# Condensation inside ceiling of cathedral ceiling



## BigJim (Sep 2, 2008)

Sounds to me like there is insufficient insulation or venting or both. Would you explain this for us? Or pictures.
"What's unusual about our house is that the cathedral ceiling runs perpendicular to the angle of the roof."


----------



## kwikfishron (Mar 11, 2010)

You could also have a leak.
I think it’s time to poke your head up in the attic and take a look.
As mentioned, post some pictures.


----------



## HandyDaddy (Jul 23, 2011)

*Clarification--Cathedral Ceiling Condensation*

The line of the apex of the roof on our ranch style house runs end to end, as you would expect. But the line of the apex of the cathedral ceiling runs from the front of the house to the back.
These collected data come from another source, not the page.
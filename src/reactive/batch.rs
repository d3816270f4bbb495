//! Batch boundary and notification flush.
//!
//! Root containers commit immediately, but listeners only run once no batch
//! is open. Nested scopes are allowed; the outermost one flushes.

use std::cell::RefCell;
use std::marker::PhantomData;
use std::rc::{Rc, Weak};

use log::trace;

use super::node::Node;

#[derive(Default)]
struct BatchContext {
    depth: usize,
    flushing: bool,
    pending: Vec<Weak<dyn Node>>,
}

thread_local! {
    static CONTEXT: RefCell<BatchContext> = RefCell::new(BatchContext::default());
}

/// Runs `f` as one atomic batch of root-container mutations.
pub fn batch<R>(f: impl FnOnce() -> R) -> R {
    let _scope = BatchScope::new();
    f()
}

/// True while at least one batch is open on this thread.
pub fn in_batch() -> bool {
    CONTEXT.with(|c| c.borrow().depth > 0)
}

/// Guard form of [`batch`]: notifications are deferred until it is dropped.
pub struct BatchScope {
    // Batches are per thread.
    _not_send: PhantomData<*const ()>,
}

impl BatchScope {
    pub fn new() -> Self {
        CONTEXT.with(|c| c.borrow_mut().depth += 1);
        Self {
            _not_send: PhantomData,
        }
    }
}

impl Default for BatchScope {
    fn default() -> Self {
        Self::new()
    }
}

impl Drop for BatchScope {
    fn drop(&mut self) {
        let outermost = CONTEXT.with(|c| {
            let mut c = c.borrow_mut();
            c.depth -= 1;
            c.depth == 0
        });
        if outermost {
            flush();
        }
    }
}

/// Queues a node whose listeners must run at the next flush.
pub(crate) fn schedule(node: Weak<dyn Node>) {
    CONTEXT.with(|c| c.borrow_mut().pending.push(node));
}

/// Called after every root commit.
pub(crate) fn committed() {
    let idle = CONTEXT.with(|c| {
        let c = c.borrow();
        c.depth == 0 && !c.flushing
    });
    if idle {
        flush();
    }
}

struct FlushGuard;

impl Drop for FlushGuard {
    fn drop(&mut self) {
        CONTEXT.with(|c| c.borrow_mut().flushing = false);
    }
}

fn flush() {
    let already_flushing = CONTEXT.with(|c| std::mem::replace(&mut c.borrow_mut().flushing, true));
    if already_flushing {
        return;
    }
    let _guard = FlushGuard;

    loop {
        let pending = CONTEXT.with(|c| std::mem::take(&mut c.borrow_mut().pending));
        if pending.is_empty() {
            break;
        }

        let mut nodes: Vec<Rc<dyn Node>> = Vec::with_capacity(pending.len());
        for node in pending.iter().filter_map(Weak::upgrade) {
            let addr = Rc::as_ptr(&node) as *const ();
            if !nodes.iter().any(|n| Rc::as_ptr(n) as *const () == addr) {
                nodes.push(node);
            }
        }
        // Upstream first, so listeners see settled upstream values.
        nodes.sort_by_key(|n| n.height());

        trace!("flush: notifying {} node(s)", nodes.len());
        for node in nodes {
            node.notify();
        }
    }
}
pub mod balance;
pub mod expected;
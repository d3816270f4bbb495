use std::cell::RefCell;
use std::rc::Rc;

use chrono::{Datelike, Weekday};
use rtimegrid::core::logic::Core;
use rtimegrid::core::{GridViews, totals, validity};
use rtimegrid::models::{FavoriteTask, SelectionStatus};
use rtimegrid::reactive::{Readable, batch};

mod common;
use common::{d, entry, june_state, markers, selection};

#[test]
fn weekday_range_is_the_full_range_minus_weekends() {
    let state = june_state();
    let views = GridViews::new(&state);

    let weekdays = views.days_range.get();
    state.display_weekend.set(true);
    let all = views.days_range.get();

    assert_eq!(all.len(), 30);
    assert_eq!(weekdays.len(), 21);
    assert_eq!(all.first(), Some(&d(2025, 6, 1)));
    assert_eq!(all.last(), Some(&d(2025, 6, 30)));
    assert!(weekdays.iter().all(|day| all.contains(day)));

    let excluded: Vec<_> = all.iter().filter(|day| !weekdays.contains(day)).collect();
    assert_eq!(excluded.len(), 9);
    assert!(
        excluded
            .iter()
            .all(|day| matches!(day.weekday(), Weekday::Sat | Weekday::Sun))
    );
}

#[test]
fn displayed_range_follows_the_month_cursor() {
    let state = june_state();
    let views = GridViews::new(&state);

    let range = views.displayed_date_range.get();
    assert_eq!(range.start_date, d(2025, 6, 1));
    assert_eq!(range.end_date, d(2025, 6, 30));

    state.month.set(d(2024, 2, 14));
    let range = views.displayed_date_range.get();
    assert_eq!(range.start_date, d(2024, 2, 1));
    assert_eq!(range.end_date, d(2024, 2, 29));
    assert!(range.contains(d(2024, 2, 29)));
}

#[test]
fn totals_sum_repeated_entries() {
    let state = june_state();
    let views = GridViews::new(&state);
    let day = d(2025, 6, 2);
    let per_day = views.total_hours_for_day(day);
    let per_task = views.total_hours_for_task(101);

    assert_eq!(per_day.get(), 0.0);
    assert_eq!(views.total_for_month.get(), 0.0);

    state.log_entries.set(vec![
        entry(101, day, 3.5, false),
        entry(101, day, 1.5, false),
        entry(102, day, 2.0, true),
        entry(101, d(2025, 6, 3), 8.0, false),
    ]);

    assert_eq!(per_day.get(), 7.0);
    assert_eq!(per_task.get(), 13.0);
    assert_eq!(views.total_for_month.get(), 15.0);
}

#[test]
fn log_info_returns_the_first_matching_entry() {
    let state = june_state();
    let views = GridViews::new(&state);
    let day = d(2025, 6, 2);
    state
        .log_entries
        .set(vec![entry(101, day, 3.0, false), entry(101, day, 5.0, true)]);

    let found = views.log_info(101, day).get();
    assert_eq!(found.map(|e| e.hours), Some(3.0));
    assert_eq!(views.log_info(101, d(2025, 6, 3)).get(), None);
    assert_eq!(views.log_info(999, day).get(), None);
}

#[test]
fn work_from_home_is_a_tri_state() {
    let day = d(2025, 6, 2);
    let other = d(2025, 6, 3);

    assert_eq!(totals::is_work_from_home(&[], day), Some(false));
    assert_eq!(
        totals::is_work_from_home(&[entry(1, day, 8.0, true)], day),
        Some(true)
    );
    assert_eq!(
        totals::is_work_from_home(&[entry(1, day, 8.0, false)], day),
        Some(false)
    );
    assert_eq!(
        totals::is_work_from_home(&[entry(1, day, 4.0, true), entry(2, day, 4.0, false)], day),
        None
    );
    // Entries of other days do not count.
    assert_eq!(
        totals::is_work_from_home(&[entry(1, day, 4.0, true), entry(2, other, 4.0, false)], day),
        Some(true)
    );
}

#[test]
fn required_hours_are_eight_per_weekday() {
    let state = june_state();
    let views = GridViews::new(&state);

    assert_eq!(views.total_for_month_needed.get(), 168.0);
    state.month.set(d(2024, 2, 1));
    assert_eq!(views.total_for_month_needed.get(), 21.0 * 8.0);
}

#[test]
fn holiday_next_to_a_task_marks_the_task_invalid() {
    let state = june_state();
    let views = GridViews::new(&state);
    let day = d(2025, 6, 5);
    let invalid = views.is_log_invalid(101, day);

    state.log_entries.set(vec![entry(101, day, 4.0, false)]);
    assert!(!invalid.get());

    state.log_entries.update(|entries| entries.push(entry(194, day, 4.0, false)));
    assert!(invalid.get());
    assert!(!views.is_log_invalid(194, day).get());
    assert!(!views.is_log_invalid(193, day).get());
    // No entry for the task itself.
    assert!(!views.is_log_invalid(102, day).get());
    // Holiday on another day.
    assert!(!views.is_log_invalid(101, d(2025, 6, 6)).get());
}

#[test]
fn holiday_tasks_are_never_invalid() {
    let day = d(2025, 6, 5);
    let entries = vec![entry(193, day, 4.0, false), entry(194, day, 4.0, false)];
    for task in validity::HOLIDAY_TASK_IDS {
        assert!(!validity::is_log_invalid(&entries, task, day));
    }
}

#[test]
fn only_past_months_are_read_only() {
    let state = june_state();
    let views = GridViews::new(&state);

    assert!(!views.is_grid_read_only.get());
    state.month.set(d(2025, 5, 31));
    assert!(views.is_grid_read_only.get());
    state.month.set(d(2025, 7, 1));
    assert!(!views.is_grid_read_only.get());

    // Moving "today" into the next year locks the displayed month.
    state.today.set(d(2026, 1, 2));
    assert!(views.is_grid_read_only.get());
}

#[test]
fn cell_status_matches_task_day_and_status() {
    let state = june_state();
    let views = GridViews::new(&state);
    let day = d(2025, 6, 2);

    state.selections.set(vec![
        selection(101, day, SelectionStatus::Selected),
        selection(101, day, SelectionStatus::Imported),
        selection(102, day, SelectionStatus::Updated),
    ]);

    assert!(views.is_log_selected(101, day).get());
    assert!(views.is_log_imported(101, day).get());
    assert!(!views.is_log_updated(101, day).get());
    assert!(views.is_log_updated(102, day).get());
    assert!(!views.is_log_selected(102, day).get());
    assert!(!views.is_log_selected(101, d(2025, 6, 3)).get());
}

#[test]
fn selection_subsets_filter_by_status() {
    let state = june_state();
    let views = GridViews::new(&state);
    let day = d(2025, 6, 2);

    assert!(!views.has_imported_data.get());
    state.selections.set(vec![
        selection(101, day, SelectionStatus::Selected),
        selection(102, day, SelectionStatus::Imported),
        selection(103, day, SelectionStatus::Updated),
    ]);

    assert!(views.has_imported_data.get());
    assert_eq!(views.selected.get().len(), 1);
    assert_eq!(views.imported.get()[0].task_id, 102);
    let affected: Vec<i64> = views
        .affected_logs_during_import
        .get()
        .iter()
        .map(|s| s.task_id)
        .collect();
    assert_eq!(affected, vec![102, 103]);
}

#[test]
fn loading_markers_drive_loading_views() {
    let state = june_state();
    let views = GridViews::new(&state);
    let cell = views.is_log_loading(100, d(2025, 6, 2));

    assert!(!views.is_any_log_loading.get());
    assert!(!cell.get());

    state.loading.set(markers(2));
    assert!(views.is_any_log_loading.get());
    assert!(cell.get());
    assert!(!views.is_log_loading(100, d(2025, 6, 3)).get());
}

#[test]
fn favorites_project_task_numbers() {
    let state = june_state();
    let views = GridViews::new(&state);
    let is_fav = views.is_task_favorite(102);

    assert!(!is_fav.get());
    state.favorites.set(vec![
        FavoriteTask { task_number: 101 },
        FavoriteTask { task_number: 102 },
    ]);

    assert_eq!(views.favorite_task_ids.get(), vec![101, 102]);
    assert!(is_fav.get());
    assert!(!views.is_task_favorite(103).get());
}

#[test]
fn month_summary_combines_totals() {
    let state = june_state();
    let views = GridViews::new(&state);
    state.log_entries.set(vec![
        entry(101, d(2025, 6, 2), 8.0, false),
        entry(101, d(2025, 6, 3), 8.5, false),
    ]);

    let summary = views.month_summary.get();
    assert_eq!(summary.month, d(2025, 6, 1));
    assert_eq!(summary.total_hours, 16.5);
    assert_eq!(summary.required_hours, 168.0);
    assert_eq!(summary.balance, 16.5 - 168.0);
    assert!(!summary.read_only);
    assert_eq!(
        summary,
        Core::summary_from_totals(d(2025, 6, 17), 16.5, 168.0, false)
    );
}

#[test]
fn cell_views_notify_once_per_batch() {
    let state = june_state();
    let views = GridViews::new(&state);
    let day = d(2025, 6, 2);
    let total = views.total_hours_for_day(day);
    let seen = Rc::new(RefCell::new(Vec::new()));
    let sink = seen.clone();
    let _sub = total.subscribe(move |v| sink.borrow_mut().push(*v));

    batch(|| {
        state.log_entries.update(|e| e.push(entry(101, day, 2.0, false)));
        state.log_entries.update(|e| e.push(entry(102, day, 3.0, false)));
        state.selections.set(vec![selection(101, day, SelectionStatus::Selected)]);
    });
    // Another day changes: the total for `day` stays 5 and is not republished.
    state
        .log_entries
        .update(|e| e.push(entry(101, d(2025, 6, 3), 1.0, false)));

    assert_eq!(*seen.borrow(), vec![5.0]);
}

#[test]
fn views_are_deterministic_without_changes() {
    let state = june_state();
    let views = GridViews::new(&state);
    state
        .log_entries
        .set(vec![entry(101, d(2025, 6, 2), 8.0, false)]);

    assert_eq!(views.days_range.get(), views.days_range.get());
    assert_eq!(views.month_summary.get(), views.month_summary.get());
    assert_eq!(views.hint_message.get(), views.hint_message.get());
    let evaluations = views.month_summary.evaluations();
    let _ = views.month_summary.get();
    assert_eq!(views.month_summary.evaluations(), evaluations);
}
use serde::{Deserialize, Serialize};

/// Bulk-edit mode of the grid.
#[derive(Debug, Clone, Copy, Default, PartialEq, Eq, Serialize, Deserialize)]
#[serde(rename_all = "lowercase")]
pub enum EnteringMode {
    #[default]
    Idle,
    Hours,
}

impl EnteringMode {
    pub fn is_entering_hours(&self) -> bool {
        matches!(self, EnteringMode::Hours)
    }
}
The ceiling area in the photo is at the back, just in front of a brick fireplace. I'm pretty sure that the brown streaks are stain being leeched from the beam. The other photo shows center of room where beams meet, and shows how the beam that is moist is warping. There is a gap between the beam and the actual ceiling at the end, and the air coming through the gap is very hot. Hope this clarifies my original post. Thanks for any suggestions.


----------



## kwikfishron (Mar 11, 2010)

Do you have access to the space above that?


----------



## HandyDaddy (Jul 23, 2011)

*Response-condensation on cathedral ceiling*

There is an attic, very difficult to get to, so I haven't yet, but know I will have to get up there once the weather cools a little.


----------